In some contexts, the easiest option involves using programmer-friendly content management. After all, developers don’t mind seeing code in the prose. However, if you do this, you may have ‘reduced’ the problem to a harder one: getting programmers to write prose. More scalable solutions manage content, including handling pluralisation, in a way that technical writers can use. Proper content management also handles a more international kind of complexity.

Other languages have more complex pluralisation

In general, adding another language means supporting more complex pluralisation rules than using a different noun form for a single item. Unless you start in a language like Polish, say, or Arabic, which have several categories of plural.

If you didn’t already introduce no-code content management that lets technical writers take care of pluralisation, you certainly need it for translators to manage content in multiple languages, and their varying pluralisation rules.

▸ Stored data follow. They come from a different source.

impl Transport for UdpTransport {
    fn host(&mut self, bind_spec: &str, options: HostOptions) -> TransportResult<u16> {
        if self.role.is_some() {
            self.exit();
        }
        let addr = SocketAddr::new(options.bind_ip, parse_bind_spec(bind_spec));
        let host_error = |source: io::Error| TransportError::Host {
            bind: addr.to_string(),
            source,
        };

        let socket = UdpSocket::bind(addr).map_err(host_error)?;
        socket.set_nonblocking(true).map_err(host_error)?;
        let port = socket.local_addr().map_err(host_error)?.port();

        self.socket = Some(socket);
        self.role = Some(Role::Host);
        self.local_user = Some(NetUserId::HOST);
        self.next_user = 1;
        info!("hosting on {}:{}", addr.ip(), port);

        if let Some(mut mapper) = options.port_mapper {
            if !mapper.add_port_mapping(port) {
                warn!("no external mapping for port {} via {}; hosting continues", port, mapper.name());
            }
            self.port_mapper = Some(mapper);
        }
        Ok(port)
    }

    fn join(&mut self, session_spec: &str, options: JoinOptions) -> TransportResult<NetUserId> {
        if self.role.is_some() {
            self.exit();
        }
        let fail = |failure| TransportError::Join {
            spec: session_spec.to_string(),
            failure,
        };

        let (host, port) = parse_session_spec(session_spec).ok_or_else(|| fail(JoinFailure::Resolve))?;
        let remote = (host.as_str(), port)
            .to_socket_addrs()
            .map_err(|_| fail(JoinFailure::Resolve))?
            .next()
            .ok_or_else(|| fail(JoinFailure::Resolve))?;

        let local: SocketAddr = if remote.is_ipv4() {
            (Ipv4Addr::UNSPECIFIED, 0).into()
        } else {
            (Ipv6Addr::UNSPECIFIED, 0).into()
        };
        let socket = UdpSocket::bind(local).map_err(|_| fail(JoinFailure::Bind))?;
        socket
            .set_nonblocking(true)
            .map_err(|_| fail(JoinFailure::Bind))?;

        let token = connection_token();
        let connect = packet::encode(&DatagramHeader::new(PacketKind::Connect, 0, token, 0), &[]);
        let retry = self.config.connect_retry();
        let timeout = options.timeout.unwrap_or_else(|| self.config.join_timeout());
        let mut buffer = [0u8; MAX_PACKET_SIZE];
        let mut last_sent: Option<Instant> = None;

        debug!("joining {} (token {:#010x})", remote, token);
        let answer = retry_until(timeout, self.config.poll_interval(), || {
            if last_sent.map_or(true, |sent| sent.elapsed() >= retry) {
                // Send failures (unreachable network) are retried until timeout.
                if let Err(e) = socket.send_to(&connect, remote) {
                    debug!("connect to {} not sent: {}", remote, e);
                }
                last_sent = Some(Instant::now());
            }
            Ok::<_, TransportError>(read_connect_answer(&socket, &mut buffer, remote, token))
        })?;

        match answer {
            Some(Ok(user)) => {
                let now = Instant::now();
                self.peers
                    .insert(NetUserId::HOST, Peer::new(NetUserId::HOST, remote, token, now));
                self.by_addr.insert(remote, NetUserId::HOST);
                self.socket = Some(socket);
                self.role = Some(Role::Client);
                self.local_user = Some(user);
                self.events.push(TransportEvent::Connected(NetUserId::HOST));
                info!("joined {} as {}", remote, user);
                Ok(user)
            }
            Some(Err(failure)) => Err(fail(failure)),
            None => {
                warn!("no answer from {} within {:?}", remote, timeout);
                Err(fail(JoinFailure::TimedOut))
            }
        }
    }

    fn update(&mut self, events: &mut dyn TransportEvents) -> TransportResult<usize> {
        self.pump()?;
        let dispatch = self
            .events
            .dispatch(events, self.config.max_events_per_update);
        for user in dispatch.rejected {
            self.disconnect_peer(user);
            self.events.forget(user);
        }
        Ok(dispatch.processed)
    }

    fn send_single(&mut self, dest: NetUserId, bytes: &[u8], reliable: bool) -> TransportResult<()> {
        self.send_to_peer(dest, bytes, reliable)?;
        self.service_timers(Instant::now())
    }

    fn send_all(&mut self, bytes: &[u8]) -> TransportResult<()> {
        self.ensure_active()?;
        let mut users: Vec<NetUserId> = self.peers.keys().copied().collect();
        users.sort_unstable();
        for user in users {
            self.send_to_peer(user, bytes, true)?;
        }
        self.service_timers(Instant::now())
    }

    fn message_ready(&mut self, src: NetUserId, timeout: Duration) -> TransportResult<Option<usize>> {
        self.ensure_active()?;
        if let Some(size) = self.events.inbox().peek_size(src) {
            return Ok(Some(size));
        }
        let ready = retry_until(timeout, self.config.poll_interval(), || {
            self.pump()?;
            self.events.promote_data();
            Ok::<_, TransportError>(match self.events.inbox().peek_size(src) {
                Some(size) => Some(Some(size)),
                None if !self.peers.contains_key(&src) => Some(None),
                None => None,
            })
        })?;
        Ok(ready.flatten())
    }

    fn read_message(&mut self, src: NetUserId, buffer: &mut [u8]) -> TransportResult<usize> {
        if self.message_ready(src, self.config.read_timeout())?.is_none() {
            return Ok(0);
        }
        let Some(message) = self.events.inbox_mut().take(src) else {
            return Ok(0);
        };
        let copied = message.payload.len().min(buffer.len());
        buffer[..copied].copy_from_slice(&message.payload[..copied]);
        if copied < message.payload.len() {
            debug!(
                "message from {} truncated from {} to {} bytes",
                src,
                message.payload.len(),
                copied
            );
        }
        Ok(copied)
    }

    fn drop_user(&mut self, user: NetUserId) -> TransportResult<()> {
        if !self.peers.contains_key(&user) {
            return Err(TransportError::UnknownPeer(user));
        }
        info!("dropping {}", user);
        self.disconnect_peer(user);
        self.events
            .push(TransportEvent::Disconnected(user, DropReason::Kicked));
        Ok(())
    }

    fn exit(&mut self) {
        if self.socket.is_none() {
            return;
        }
        let users: Vec<NetUserId> = self.peers.keys().copied().collect();
        for user in users {
            self.disconnect_peer(user);
        }
        if let Some(mut mapper) = self.port_mapper.take() {
            mapper.remove_port_mapping();
        }
        self.events.clear();
        self.by_addr.clear();
        self.socket = None;
        self.role = None;
        self.local_user = None;
        info!("transport closed");
    }

    fn role(&self) -> Option<Role> {
        self.role
    }

    fn local_user(&self) -> Option<NetUserId> {
        self.local_user
    }

    fn peers(&self) -> Vec<NetUserId> {
        let mut users: Vec<NetUserId> = self.peers.keys().copied().collect();
        users.sort_unstable();
        users
    }

    fn peer_link(&self, user: NetUserId) -> Option<PeerLinkState> {
        self.peers.get(&user).map(Peer::link_state)
    }
}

Note that technology can help with multi-language pluralisation. Some development stacks can pluralise text in multiple languages, using a dictionary of plural forms for each language, and logic to select the correct form. For example, .Net’s PluralizationService class supports language-specific dictionaries, which seems promising. Unfortunately, it leaves providing a dictionary for languages other than English as an ‘exercise for the reader’:

The PluralizationService class applies English rules for constructing plural and singular forms of words. To extend the service to other languages, use the PluralizationService on the EntityModelSchemaGenerator class.

It turns out that the missing puzzle piece remains the data. The next step in easier pluralisation might involve open source linguistics: freely-available dictionaries of plural forms in different languages.